Dicksonia antarctica Soft tree-fern
Tree fern in Glenveagh

Family: Dicksoniaceae

Origin: south-eastern Australia, including Tasmania.

This tree is a true fern, with a massive, upward-growing rhizome forming its trunk, which can be as much as 15 m tall. The outer surface of the trunk is covered with fibrous roots and the withered remains of the previous years' fronds. New fronds are produced annually, and can grow to as much as 2 m long. They are twice or three-times pinnate, and the ultimate pinnules are toothed if sterile, or lobed and much smaller if fertile. The leaf-stems (stipes) are slightly hairy or scaly and grey or brown.

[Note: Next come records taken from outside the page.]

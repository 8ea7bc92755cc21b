//! Length-aware pagination for the admin listings.
//!
//! Produces the page object the admin frontend consumes: item window,
//! first/last/prev/next URLs and a numbered link strip with `...` gaps.
//! Page URLs carry the active search term so paging keeps the filter.

use serde::Serialize;

/// Page size for admin listings.
pub const ADMIN_PER_PAGE: i64 = 5;

/// Pages shown on each side of the current page in the link strip.
const ON_EACH_SIDE: i64 = 3;

/// Below this many pages every page gets a link.
const SMALL_SLIDER_LIMIT: i64 = ON_EACH_SIDE * 2 + 8;

pub const PREVIOUS_LABEL: &str = "&laquo; Previous";
pub const NEXT_LABEL: &str = "Next &raquo;";
pub const GAP_LABEL: &str = "...";

/// Parse a `page` query value. Missing, malformed or non-positive input
/// resolves to page 1.
pub fn resolve_page(raw: Option<&str>) -> i64 {
    raw.and_then(|s| s.trim().parse::<i64>().ok())
        .filter(|p| *p >= 1)
        .unwrap_or(1)
}

/// Row offset of the first item on `page`.
pub fn offset(page: i64, per_page: i64) -> i64 {
    page.saturating_sub(1).saturating_mul(per_page)
}

/// Where a page lives and what it is filtered by.
#[derive(Debug, Clone, Copy)]
pub struct PageRequest<'a> {
    /// Absolute URL of the listing, without query string.
    pub path: &'a str,
    pub page: i64,
    pub per_page: i64,
    /// Normalized search term, re-attached to every page URL.
    pub search: Option<&'a str>,
}

impl PageRequest<'_> {
    pub fn offset(&self) -> i64 {
        offset(self.page, self.per_page)
    }

    /// URL of `page` for this listing.
    pub fn url(&self, page: i64) -> String {
        let page = page.max(1);
        match self.search {
            Some(term) => format!(
                "{}?search={}&page={page}",
                self.path,
                urlencoding::encode(term)
            ),
            None => format!("{}?page={page}", self.path),
        }
    }
}

#[derive(Debug, Clone, PartialEq, Eq, Serialize)]
pub struct PageLink {
    pub url: Option<String>,
    pub label: String,
    pub active: bool,
}

/// One page of results plus navigation metadata.
#[derive(Debug, Clone, Serialize)]
pub struct Page<T> {
    pub current_page: i64,
    pub data: Vec<T>,
    pub first_page_url: String,
    pub from: Option<i64>,
    pub last_page: i64,
    pub last_page_url: String,
    pub links: Vec<PageLink>,
    pub next_page_url: Option<String>,
    pub path: String,
    pub per_page: i64,
    pub prev_page_url: Option<String>,
    pub to: Option<i64>,
    pub total: i64,
}

impl<T> Page<T> {
    /// Assemble a page from the rows of `req.page` and the unpaged total.
    pub fn new(data: Vec<T>, total: i64, req: &PageRequest<'_>) -> Self {
        let current = req.page.max(1);
        let per_page = req.per_page.max(1);
        let last_page = last_page(total, per_page);

        let count = data.len() as i64;
        let (from, to) = if count > 0 {
            let from = offset(current, per_page) + 1;
            (Some(from), Some(from + count - 1))
        } else {
            (None, None)
        };

        let prev_page_url = (current > 1).then(|| req.url(current - 1));
        let next_page_url = (current < last_page).then(|| req.url(current + 1));

        let mut links = Vec::new();
        links.push(PageLink {
            url: prev_page_url.clone(),
            label: PREVIOUS_LABEL.to_string(),
            active: false,
        });
        for element in link_window(current, last_page) {
            links.push(match element {
                WindowElement::Page(page) => PageLink {
                    url: Some(req.url(page)),
                    label: page.to_string(),
                    active: page == current,
                },
                WindowElement::Gap => PageLink {
                    url: None,
                    label: GAP_LABEL.to_string(),
                    active: false,
                },
            });
        }
        links.push(PageLink {
            url: next_page_url.clone(),
            label: NEXT_LABEL.to_string(),
            active: false,
        });

        Self {
            current_page: current,
            data,
            first_page_url: req.url(1),
            from,
            last_page,
            last_page_url: req.url(last_page),
            links,
            next_page_url,
            path: req.path.to_string(),
            per_page,
            prev_page_url,
            to,
            total,
        }
    }

    /// Convert the items while keeping the navigation metadata.
    pub fn map<U>(self, f: impl FnMut(T) -> U) -> Page<U> {
        Page {
            current_page: self.current_page,
            data: self.data.into_iter().map(f).collect(),
            first_page_url: self.first_page_url,
            from: self.from,
            last_page: self.last_page,
            last_page_url: self.last_page_url,
            links: self.links,
            next_page_url: self.next_page_url,
            path: self.path,
            per_page: self.per_page,
            prev_page_url: self.prev_page_url,
            to: self.to,
            total: self.total,
        }
    }
}

/// Number of pages needed for `total` items; never less than 1.
pub fn last_page(total: i64, per_page: i64) -> i64 {
    let per_page = per_page.max(1);
    ((total.max(0) + per_page - 1) / per_page).max(1)
}

#[derive(Debug, Clone, Copy, PartialEq, Eq)]
pub enum WindowElement {
    Page(i64),
    Gap,
}

/// Numbered entries of the link strip.
pub fn link_window(current: i64, last: i64) -> Vec<WindowElement> {
    use WindowElement::{Gap, Page};

    let range = |from: i64, to: i64| (from.max(1)..=to.min(last)).map(Page);

    if last < SMALL_SLIDER_LIMIT {
        return range(1, last).collect();
    }

    let window = ON_EACH_SIDE + 4;
    let mut out = Vec::new();
    if current <= window {
        out.extend(range(1, window + ON_EACH_SIDE));
        out.push(Gap);
        out.extend(range(last - 1, last));
    } else if current > last - window {
        out.extend(range(1, 2));
        out.push(Gap);
        out.extend(range(last - (window + ON_EACH_SIDE - 1), last));
    } else {
        out.extend(range(1, 2));
        out.push(Gap);
        out.extend(range(current - ON_EACH_SIDE, current + ON_EACH_SIDE));
        out.push(Gap);
        out.extend(range(last - 1, last));
    }
    out
}
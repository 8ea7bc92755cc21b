//! Repository layer.
//!
//! Each repository is a zero-sized struct providing async CRUD methods
//! that accept `&PgPool` (or, for writes that join a transaction, any
//! Postgres executor) as the first argument.

pub mod staff_member_repo;

pub use staff_member_repo::StaffMemberRepo;
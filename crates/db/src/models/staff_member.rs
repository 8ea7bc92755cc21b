//! Staff member model shared by the `aparaturs` and `konselors` tables.

use sqlx::FromRow;
use roster_core::types::{DbId, Timestamp};

/// A row from either roster table.
///
/// `image` is the stored filename only; the public URL is derived when the
/// record is rendered.
#[derive(Debug, Clone, PartialEq, Eq, FromRow)]
pub struct StaffMember {
    pub id: DbId,
    pub image: String,
    pub name: String,
    pub role: String,
    pub phone: String,
    pub created_at: Timestamp,
    pub updated_at: Timestamp,
}

/// DTO for inserting a record.
#[derive(Debug, Clone)]
pub struct CreateStaffMember {
    pub image: String,
    pub name: String,
    pub role: String,
    pub phone: String,
}

/// DTO for updating a record.
///
/// Text fields are always replaced; `image` is only replaced when `Some`.
#[derive(Debug, Clone)]
pub struct UpdateStaffMember {
    pub image: Option<String>,
    pub name: String,
    pub role: String,
    pub phone: String,
}
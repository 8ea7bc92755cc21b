//! Route definitions for the admin roster endpoints.

use axum::routing::get;
use axum::{Extension, Router};
use roster_core::roster::RosterKind;

use crate::handlers::admin;
use crate::state::AppState;

/// Routes mounted at `/admin`, one sub-tree per roster.
///
/// ```text
/// GET    /{roster}            -> list (paginated, ?search=&page=)
/// POST   /{roster}            -> create (multipart)
/// GET    /{roster}/{id}       -> show
/// PUT    /{roster}/{id}       -> update (multipart)
/// PATCH  /{roster}/{id}       -> update (multipart)
/// POST   /{roster}/{id}       -> update (multipart, method-spoofing clients)
/// DELETE /{roster}/{id}       -> delete
/// ```
///
/// `{roster}` is `aparaturs` or `konselors`.
pub fn router() -> Router<AppState> {
    RosterKind::ALL
        .into_iter()
        .fold(Router::new(), |router, kind| {
            router.nest(&format!("/{}", kind.route_segment()), roster_routes(kind))
        })
}

fn roster_routes(kind: RosterKind) -> Router<AppState> {
    Router::new()
        .route("/", get(admin::list).post(admin::create))
        .route(
            "/{id}",
            get(admin::show)
                .put(admin::update)
                .patch(admin::update)
                .post(admin::update)
                .delete(admin::delete),
        )
        .layer(Extension(kind))
}
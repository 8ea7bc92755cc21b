use std::sync::Arc;

use roster_core::storage::ImageStore;

use crate::config::ServerConfig;

/// Shared application state available to all Axum handlers via `State<AppState>`.
///
/// This is cheaply cloneable (inner data is behind `Arc` or is already `Clone`).
#[derive(Clone)]
pub struct AppState {
    /// Database connection pool.
    pub pool: roster_db::DbPool,
    /// Server configuration.
    pub config: Arc<ServerConfig>,
    /// Public photo storage.
    pub images: Arc<ImageStore>,
}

Tree ferns in Derreen Gardens, Kerry

Tree ferns require a relatively high humidity, shade, and a generally frost-free winter, with protection from wind. For these reasons they flourish on Ireland's south-west coast, for instance in Derreen Gardens in Co Kerry. They were planted there in a sheltered dell around 1900, and have happily naturalised.

Tree fern in Glenveagh

Other coastal areas in Ireland, for example the north-eastern counties of Down and Antrim, also provide a suitable climate and many gardeners in these areas are now successfully growing them.

Tree fern in Mountstewart

Named after the British botanist and horticulturist James Dickson, 1738-1822. The specific epithet antarctica, signifying 'of the South Polar region', is used in botany to refer to latitudes below 45S, including Tierra del Fuego.